> [STORED DATA]
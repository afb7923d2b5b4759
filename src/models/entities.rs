// src/models/entities.rs

use chrono::{DateTime, Utc};
use serde::{Deserialize, Serialize};
use sqlx::FromRow;
use utoipa::ToSchema;
use uuid::Uuid;
use validator::Validate;

// Entidade organizacional (agropole, site, unidade...). A hierarquia é
// uma auto-referência via parent_id.
#[derive(Debug, Clone, Serialize, FromRow, ToSchema)]
#[serde(rename_all = "camelCase")]
pub struct OrgEntity {
    pub id: Uuid,

    #[schema(example = "Agropole de Kindia")]
    pub name: String,

    #[serde(rename = "type")]
    #[sqlx(rename = "type")]
    #[schema(example = "site")]
    pub kind: String,

    pub parent_id: Option<Uuid>,

    pub address: Option<String>,
    pub phone: Option<String>,
    pub email: Option<String>,

    pub created_at: DateTime<Utc>,
    pub updated_at: DateTime<Utc>,
}

// Subárvore (até três níveis, como a tela de mapa consome)
#[derive(Debug, Clone, Serialize, ToSchema)]
#[serde(rename_all = "camelCase")]
pub struct EntityTree {
    #[serde(flatten)]
    pub entity: OrgEntity,

    #[schema(no_recursion)]
    pub children: Vec<EntityTree>,
}

#[derive(Debug, Deserialize, Validate, ToSchema)]
#[serde(rename_all = "camelCase")]
pub struct CreateEntityPayload {
    #[validate(length(min = 1, message = "O nome é obrigatório."))]
    pub name: String,

    #[serde(rename = "type")]
    #[validate(length(min = 1, message = "O tipo é obrigatório."))]
    pub kind: String,

    pub parent_id: Option<Uuid>,

    pub address: Option<String>,
    pub phone: Option<String>,
    pub email: Option<String>,
}

// Atualização parcial: só os campos presentes são alterados
#[derive(Debug, Deserialize, Validate, ToSchema)]
#[serde(rename_all = "camelCase")]
pub struct UpdateEntityPayload {
    pub name: Option<String>,

    #[serde(rename = "type")]
    pub kind: Option<String>,

    pub parent_id: Option<Uuid>,

    pub address: Option<String>,
    pub phone: Option<String>,
    pub email: Option<String>,
}
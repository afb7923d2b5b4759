pub mod auth;
pub mod entity_service;
pub mod production_service;
pub mod quality_service;
pub mod rbac_service;
pub mod sales_service;
pub mod status_sink;
pub mod workflow_service;
// src/handlers/sales.rs

use axum::{
    extract::{Path, Query, State},
    http::StatusCode,
    response::IntoResponse,
    Json,
};
use serde::Deserialize;
use utoipa::IntoParams;
use uuid::Uuid;
use validator::Validate;

use crate::{
    common::error::AppError,
    common::response::ApiResponse,
    config::AppState,
    middleware::auth::AuthenticatedUser,
    models::sales::{CreateQuotePayload, Quote},
};

#[derive(Debug, Deserialize, IntoParams)]
pub struct QuoteFilter {
    // Ex: draft, approved, rejected
    pub status: Option<String>,
}

// POST /api/v1/sales/quotes
#[utoipa::path(
    post,
    path = "/api/v1/sales/quotes",
    tag = "Sales",
    request_body = CreateQuotePayload,
    responses((status = 201, description = "Cotação criada com status 'draft'", body = Quote)),
    security(("api_jwt" = []))
)]
pub async fn create_quote(
    State(app_state): State<AppState>,
    AuthenticatedUser(user): AuthenticatedUser,
    Json(payload): Json<CreateQuotePayload>,
) -> Result<impl IntoResponse, AppError> {
    payload.validate().map_err(AppError::ValidationError)?;

    let quote = app_state
        .sales_service
        .create_quote(
            &payload.customer_name,
            payload.total_amount,
            payload.notes.as_deref(),
            user.id,
        )
        .await?;

    Ok((StatusCode::CREATED, Json(ApiResponse::new(quote))))
}

// GET /api/v1/sales/quotes
#[utoipa::path(
    get,
    path = "/api/v1/sales/quotes",
    tag = "Sales",
    params(QuoteFilter),
    responses((status = 200, description = "Cotações", body = [Quote])),
    security(("api_jwt" = []))
)]
pub async fn list_quotes(
    State(app_state): State<AppState>,
    Query(filter): Query<QuoteFilter>,
) -> Result<impl IntoResponse, AppError> {
    let quotes = app_state.sales_service.list_quotes(filter.status.as_deref()).await?;

    Ok(Json(ApiResponse::new(quotes)))
}

// GET /api/v1/sales/quotes/{id}
#[utoipa::path(
    get,
    path = "/api/v1/sales/quotes/{id}",
    tag = "Sales",
    params(("id" = Uuid, Path, description = "ID da cotação")),
    responses(
        (status = 200, description = "Cotação", body = Quote),
        (status = 404, description = "Cotação não encontrada")
    ),
    security(("api_jwt" = []))
)]
pub async fn get_quote(
    State(app_state): State<AppState>,
    Path(id): Path<Uuid>,
) -> Result<impl IntoResponse, AppError> {
    let quote = app_state.sales_service.get_quote(id).await?;

    Ok(Json(ApiResponse::new(quote)))
}
// src/handlers/production.rs

use axum::{
    extract::{Path, Query, State},
    http::StatusCode,
    response::IntoResponse,
    Json,
};
use serde::Deserialize;
use utoipa::IntoParams;
use uuid::Uuid;
use validator::Validate;

use crate::{
    common::error::AppError,
    common::response::ApiResponse,
    config::AppState,
    middleware::auth::AuthenticatedUser,
    models::production::{
        CreateFormulaPayload, CreateProductionOrderPayload, FormulaDetail, ProductionOrder,
    },
};

#[derive(Debug, Deserialize, IntoParams)]
pub struct OrderFilter {
    // Ex: planned, approved, rejected
    pub status: Option<String>,
}

// POST /api/v1/production/orders
#[utoipa::path(
    post,
    path = "/api/v1/production/orders",
    tag = "Production",
    request_body = CreateProductionOrderPayload,
    responses((status = 201, description = "Ordem criada com status 'planned'", body = ProductionOrder)),
    security(("api_jwt" = []))
)]
pub async fn create_order(
    State(app_state): State<AppState>,
    AuthenticatedUser(user): AuthenticatedUser,
    Json(payload): Json<CreateProductionOrderPayload>,
) -> Result<impl IntoResponse, AppError> {
    payload.validate().map_err(AppError::ValidationError)?;

    let order = app_state
        .production_service
        .create_order(
            &payload.product_name,
            payload.quantity_planned,
            payload.scheduled_date,
            user.id,
        )
        .await?;

    Ok((StatusCode::CREATED, Json(ApiResponse::new(order))))
}

// GET /api/v1/production/orders
#[utoipa::path(
    get,
    path = "/api/v1/production/orders",
    tag = "Production",
    params(OrderFilter),
    responses((status = 200, description = "Ordens de produção", body = [ProductionOrder])),
    security(("api_jwt" = []))
)]
pub async fn list_orders(
    State(app_state): State<AppState>,
    Query(filter): Query<OrderFilter>,
) -> Result<impl IntoResponse, AppError> {
    let orders = app_state.production_service.list_orders(filter.status.as_deref()).await?;

    Ok(Json(ApiResponse::new(orders)))
}

// GET /api/v1/production/orders/{id}
#[utoipa::path(
    get,
    path = "/api/v1/production/orders/{id}",
    tag = "Production",
    params(("id" = Uuid, Path, description = "ID da ordem")),
    responses(
        (status = 200, description = "Ordem de produção", body = ProductionOrder),
        (status = 404, description = "Ordem não encontrada")
    ),
    security(("api_jwt" = []))
)]
pub async fn get_order(
    State(app_state): State<AppState>,
    Path(id): Path<Uuid>,
) -> Result<impl IntoResponse, AppError> {
    let order = app_state.production_service.get_order(id).await?;

    Ok(Json(ApiResponse::new(order)))
}

// POST /api/v1/production/formulas
// A única escrita multi-comando do módulo: fórmula + ingredientes na
// mesma transação
#[utoipa::path(
    post,
    path = "/api/v1/production/formulas",
    tag = "Production",
    request_body = CreateFormulaPayload,
    responses((status = 201, description = "Fórmula criada com os ingredientes", body = FormulaDetail)),
    security(("api_jwt" = []))
)]
pub async fn create_formula(
    State(app_state): State<AppState>,
    AuthenticatedUser(user): AuthenticatedUser,
    Json(payload): Json<CreateFormulaPayload>,
) -> Result<impl IntoResponse, AppError> {
    payload.validate().map_err(AppError::ValidationError)?;

    let formula = app_state
        .production_service
        .create_formula(
            &payload.product_name,
            &payload.name,
            &payload.version,
            payload.is_active,
            &payload.ingredients,
            user.id,
        )
        .await?;

    Ok((StatusCode::CREATED, Json(ApiResponse::new(formula))))
}

// GET /api/v1/production/formulas
#[utoipa::path(
    get,
    path = "/api/v1/production/formulas",
    tag = "Production",
    responses((status = 200, description = "Fórmulas com ingredientes", body = [FormulaDetail])),
    security(("api_jwt" = []))
)]
pub async fn list_formulas(
    State(app_state): State<AppState>,
) -> Result<impl IntoResponse, AppError> {
    let formulas = app_state.production_service.list_formulas().await?;

    Ok(Json(ApiResponse::new(formulas)))
}
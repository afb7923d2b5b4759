use axum::{
    http::StatusCode,
    response::{IntoResponse, Response},
    Json,
};
use serde_json::json;
use thiserror::Error;

// Nosso tipo de erro, com `thiserror` para melhor ergonomia.
// Cada variante sabe virar uma resposta HTTP no envelope padrão
// {"success": false, "error": "..."}.
#[derive(Debug, Error)]
pub enum AppError {
    #[error("Erro de validação")]
    ValidationError(#[from] validator::ValidationErrors),

    #[error("{0}")]
    BadRequest(String),

    #[error("E-mail já existe")]
    EmailAlreadyExists,

    #[error("Credenciais inválidas")]
    InvalidCredentials,

    #[error("Token inválido")]
    InvalidToken,

    #[error("Não autenticado")]
    Unauthenticated,

    // A mensagem carrega o par recurso:ação que faltou
    #[error("Acesso negado. Permissão necessária: {0}")]
    PermissionDenied(String),

    #[error("Usuário não encontrado")]
    UserNotFound,

    #[error("{0}")]
    NotFound(String),

    #[error("{0}")]
    UniqueConstraintViolation(String),

    // Transição concorrente ou estado já finalizado
    #[error("{0}")]
    Conflict(String),

    // Falha de configuração do servidor: o registro de atualizadores de
    // status não conhece esse tipo de entidade. Nunca é erro do usuário.
    #[error("Tipo de entidade não suportado: {0}")]
    UnsupportedEntityType(String),

    // Variante para erros de banco de dados (sqlx)
    #[error("Erro de banco de dados")]
    DatabaseError(#[from] sqlx::Error),

    // Variante genérica para qualquer outro erro inesperado
    #[error("Erro interno do servidor")]
    InternalServerError(#[from] anyhow::Error),

    #[error("Erro de Bcrypt: {0}")]
    BcryptError(#[from] bcrypt::BcryptError),

    #[error("Erro de JWT: {0}")]
    JwtError(#[from] jsonwebtoken::errors::Error),
}

impl IntoResponse for AppError {
    fn into_response(self) -> Response {
        let (status, error_message) = match self {
            // Retorna todos os detalhes da validação, campo a campo.
            AppError::ValidationError(errors) => {
                let mut details = std::collections::HashMap::new();
                for (field, field_errors) in errors.field_errors() {
                    let messages: Vec<String> = field_errors
                        .iter()
                        .filter_map(|e| e.message.as_ref().map(|m| m.to_string()))
                        .collect();
                    details.insert(field.to_string(), messages);
                }
                let body = Json(json!({
                    "success": false,
                    "error": "Um ou mais campos são inválidos.",
                    "details": details,
                }));
                return (StatusCode::BAD_REQUEST, body).into_response();
            }
            AppError::BadRequest(ref msg) => (StatusCode::BAD_REQUEST, msg.clone()),
            AppError::EmailAlreadyExists => {
                (StatusCode::CONFLICT, "Este e-mail já está em uso.".to_string())
            }
            AppError::InvalidCredentials => {
                (StatusCode::UNAUTHORIZED, "E-mail ou senha inválidos.".to_string())
            }
            AppError::InvalidToken => (
                StatusCode::UNAUTHORIZED,
                "Token de autenticação inválido ou ausente.".to_string(),
            ),
            AppError::Unauthenticated => {
                (StatusCode::UNAUTHORIZED, "Não autenticado.".to_string())
            }
            AppError::PermissionDenied(_) => (StatusCode::FORBIDDEN, self.to_string()),
            AppError::UserNotFound => {
                (StatusCode::NOT_FOUND, "Usuário não encontrado.".to_string())
            }
            AppError::NotFound(ref msg) => (StatusCode::NOT_FOUND, msg.clone()),
            AppError::UniqueConstraintViolation(ref msg) => (StatusCode::CONFLICT, msg.clone()),
            AppError::Conflict(ref msg) => (StatusCode::CONFLICT, msg.clone()),

            // Todos os outros erros (DatabaseError, InternalServerError,
            // UnsupportedEntityType) viram 500. O `tracing` loga a mensagem
            // detalhada que `thiserror` nos deu.
            ref e => {
                tracing::error!("Erro Interno do Servidor: {}", e);
                (
                    StatusCode::INTERNAL_SERVER_ERROR,
                    "Ocorreu um erro inesperado.".to_string(),
                )
            }
        };

        // Resposta padrão para erros simples que só têm uma mensagem.
        let body = Json(json!({ "success": false, "error": error_message }));
        (status, body).into_response()
    }
}
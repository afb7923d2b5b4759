// src/db/quality_repo.rs

use serde_json::Value;
use sqlx::types::Json;
use sqlx::PgPool;
use uuid::Uuid;

use crate::common::error::AppError;
use crate::models::quality::QualityControl;

#[derive(Clone)]
pub struct QualityRepository {
    pool: PgPool,
}

impl QualityRepository {
    pub fn new(pool: PgPool) -> Self {
        Self { pool }
    }

    pub async fn insert_control(
        &self,
        order_id: Option<Uuid>,
        lot_number: &str,
        control_type: &str,
        parameters: &Value,
        results: &Value,
        is_compliant: bool,
        tested_by: Uuid,
    ) -> Result<QualityControl, AppError> {
        let control = sqlx::query_as::<_, QualityControl>(
            r#"
            INSERT INTO quality_controls
                (order_id, lot_number, control_type, parameters, results, is_compliant, tested_by)
            VALUES ($1, $2, $3, $4, $5, $6, $7)
            RETURNING *
            "#,
        )
        .bind(order_id)
        .bind(lot_number)
        .bind(control_type)
        .bind(Json(parameters))
        .bind(Json(results))
        .bind(is_compliant)
        .bind(tested_by)
        .fetch_one(&self.pool)
        .await?;

        Ok(control)
    }

    pub async fn list_controls(&self) -> Result<Vec<QualityControl>, AppError> {
        let controls = sqlx::query_as::<_, QualityControl>(
            "SELECT * FROM quality_controls ORDER BY created_at DESC",
        )
        .fetch_all(&self.pool)
        .await?;

        Ok(controls)
    }

    pub async fn find_control(&self, id: Uuid) -> Result<Option<QualityControl>, AppError> {
        let control =
            sqlx::query_as::<_, QualityControl>("SELECT * FROM quality_controls WHERE id = $1")
                .bind(id)
                .fetch_optional(&self.pool)
                .await?;

        Ok(control)
    }
}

> [PROBLEM DESCRIPTION] Please state how many lines in the data contain the word "campos", giving only that number.

> [WRITTEN RESPONSE] 2